= Recreation Ground (Holbeck) =

Cricket stadium in Leeds, West Yorkshire, England

The Recreation Ground, Holbeck held eight first class cricket matches. Yorkshire CCC played 3 county championship games at the site, including a Roses Match in 1868 and the touring Australians twice played there. The Roses Match, the first first class game on the ground, was remarkable in that Lancashire were bowled out for just 30 and 34 and lost the match by an innings and 186 runs, one of the most comprehensive defeats in the long history of the fixture. George Freeman took 12 for 23 in the match while Tom Emmett bagged 8 for 24. Only two centuries were scored on the ground in first class matches, Irwin Grimshaw scoring an unbeaten 122 in Yorkshire's first innings against Derbyshire CCC in 1886 and Billy Bates making 106 in the second.
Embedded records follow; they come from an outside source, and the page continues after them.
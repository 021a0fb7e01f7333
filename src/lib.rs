//! Adaptive position-scoring core for a chess engine.
//!
//! Given a read-only position view, produces a single centipawn score
//! from the side to move's perspective. The score comes from a
//! quantized network (loaded and verified by [`nnue::NetworkStore`])
//! blended with a simple material evaluation and steered by a dynamic
//! style control loop ([`eval::EvalContext`]).
//!
//! # Example
//! ```
//! use chess_eval::{evaluate, EvalContext, EvalOptions, NetworkStore, Position};
//!
//! let store = NetworkStore::new();
//! let mut ctx = EvalContext::new(EvalOptions::default());
//! let pos = Position::new();
//! // Without a loaded network the score degrades to the material eval.
//! assert_eq!(evaluate(&store, &pos, &mut ctx, 0), 0);
//! ```

pub mod config;
pub mod eval;
pub mod nnue;
pub mod position;

pub use config::{EvalOptionAction, EvalOptions};
pub use eval::{
    evaluate, evaluate_network, simple_eval, EvalContext, GamePhase, SharedEvalContext, Style,
};
pub use nnue::{NetSize, NetworkStore};
pub use position::{Color, Piece, Position, Square};
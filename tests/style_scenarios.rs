//! Style control loop scenarios through the public API.

use chess_eval::eval::{EvalContext, Style, StyleState, StyleWeights};
use chess_eval::{EvalOptions, Position};
use proptest::prelude::*;

fn enabled_context() -> EvalContext {
    EvalContext::new(EvalOptions {
        use_style: true,
        dynamic_style: true,
        ..EvalOptions::default()
    })
}

#[test]
fn unknown_style_name_falls_back_to_capablanca() {
    let mut ctx = enabled_context();
    let applied = ctx.set_style_by_name("Unknown");
    assert_eq!(applied, Style::Capablanca);
    let w = ctx.style_weights();
    assert_eq!((w.attack, w.defense, w.balance), (10, 15, 10));
}

#[test]
fn style_names_are_case_insensitive() {
    let mut ctx = enabled_context();
    assert_eq!(ctx.set_style_by_name("tal"), Style::Tal);
    assert_eq!(ctx.set_style_by_name("PETROSIAN"), Style::Petrosian);
}

#[test]
fn custom_blend_seventy_thirty_split() {
    // 70 Tal / 0 Capablanca / 30 Petrosian
    let mut ctx = enabled_context();
    ctx.set_custom_blend(70, 30, 0);
    let w = ctx.style_weights();
    assert_eq!(w.attack, 17);
    assert_eq!(w.defense, 11);
    assert_eq!(w.balance, 8);
}

#[test]
fn disabled_context_is_neutral_on_every_path() {
    let mut ctx = EvalContext::new(EvalOptions::default());
    ctx.set_style(Style::Tal);
    assert_eq!(ctx.style_weights(), StyleWeights::NEUTRAL);
    ctx.set_custom_blend(90, 5, 5);
    assert_eq!(ctx.style_weights(), StyleWeights::NEUTRAL);
    ctx.set_style_by_name("Petrosian");
    assert_eq!(ctx.style_weights(), StyleWeights::NEUTRAL);
}

fn in_band(value: i32, band: (i32, i32)) -> bool {
    value >= band.0 && value <= band.1
}

fn assert_state_invariants(state: &StyleState) {
    let (tal, petrosian, capablanca) = state.hysteresis();
    assert!(in_band(tal, (150, 500)), "tal hysteresis {tal}");
    assert!(in_band(petrosian, (100, 400)), "petrosian hysteresis {petrosian}");
    assert!(in_band(capablanca, (30, 200)), "capablanca hysteresis {capablanca}");

    let w = state.weights();
    assert!((0..=30).contains(&w.attack), "attack {}", w.attack);
    assert!((0..=30).contains(&w.defense), "defense {}", w.defense);
    assert!((0..=30).contains(&w.balance), "balance {}", w.balance);
}

proptest! {
    /// Any sequence of explicit sets, custom blends, penalty and
    /// recalibration steps keeps every weight and hysteresis value in
    /// its documented band.
    #[test]
    fn prop_bands_hold_under_arbitrary_updates(
        ops in prop::collection::vec((0u8..4, 0u32..200, 0u32..200, 0u32..200), 1..60),
        scores in prop::collection::vec(-1500i32..1500, 1..60)
    ) {
        let mut state = StyleState::new(true);
        let mut score_iter = scores.iter().cycle();
        for (op, a, b, c) in ops {
            match op {
                0 => state.set_style(match a % 3 {
                    0 => Style::Tal,
                    1 => Style::Capablanca,
                    _ => Style::Petrosian,
                }),
                1 => state.set_custom_blend(a, b, c),
                2 => state.apply_penalty_progression(),
                _ => {
                    let score = *score_iter.next().unwrap();
                    state.recalibrate_parameters(score, score / 2);
                }
            }
            assert_state_invariants(&state);
        }
    }

    /// The dynamic update path keeps the same invariants for arbitrary
    /// score and node sequences.
    #[test]
    fn prop_dynamic_updates_keep_bands(
        scores in prop::collection::vec(-2000i32..2000, 1..40)
    ) {
        let mut state = StyleState::new(true);
        let pos = Position::new();
        let mut nodes = 0u64;
        for score in scores {
            nodes += 1600;
            state.dynamic_update(&pos, score, 8_000, nodes, score / 3, true);
            assert_state_invariants(&state);
        }
    }
}
//! Cache-line aligned storage for network parameter blocks.

use std::alloc::{alloc_zeroed, Layout};
use std::ops::{Deref, DerefMut};

/// Wrapper forcing 64-byte alignment. Parameter blocks are read on every
/// evaluated node, so they are kept cache-line aligned on the heap.
#[repr(C, align(64))]
pub struct Align64<T>(pub T);

impl<T> Deref for Align64<T> {
    type Target = T;

    fn deref(&self) -> &T {
        &self.0
    }
}

impl<T> DerefMut for Align64<T> {
    fn deref_mut(&mut self) -> &mut T {
        &mut self.0
    }
}

impl<T: Clone> Clone for Align64<T> {
    fn clone(&self) -> Self {
        Align64(self.0.clone())
    }
}

/// Allocate a zeroed, 64-byte aligned block directly on the heap.
///
/// Returns `None` when the allocator fails; callers surface that as a
/// hard error since inference cannot run without its buffers.
///
/// Only usable for types where the all-zero bit pattern is a valid value
/// (the integer arrays the network is made of).
pub(crate) fn boxed_zeroed<T>() -> Option<Box<Align64<T>>> {
    let layout = Layout::new::<Align64<T>>();
    if layout.size() == 0 {
        return None;
    }
    // Safety: the layout is non-zero sized, alloc_zeroed returns memory
    // valid for Align64<T> whose fields are integers, for which zeroed
    // bits are a valid representation.
    unsafe {
        let ptr = alloc_zeroed(layout).cast::<Align64<T>>();
        if ptr.is_null() {
            return None;
        }
        Some(Box::from_raw(ptr))
    }
}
In 1878 the ground hosted a 3 day match between a Holbeck XVIII against a United South XI including WG Grace, his brother Fred and HRJ Charlwood as well as Billy Midwinter who played for both Australia and England in Test cricket. WG took 18 wickets in the match but was outscored by Fred.

Holbeck Cricket Club used the ground for home games. They were forced to vacate the ground at the end of the 1900 season. The ground was lost to development and is currently covered by housing.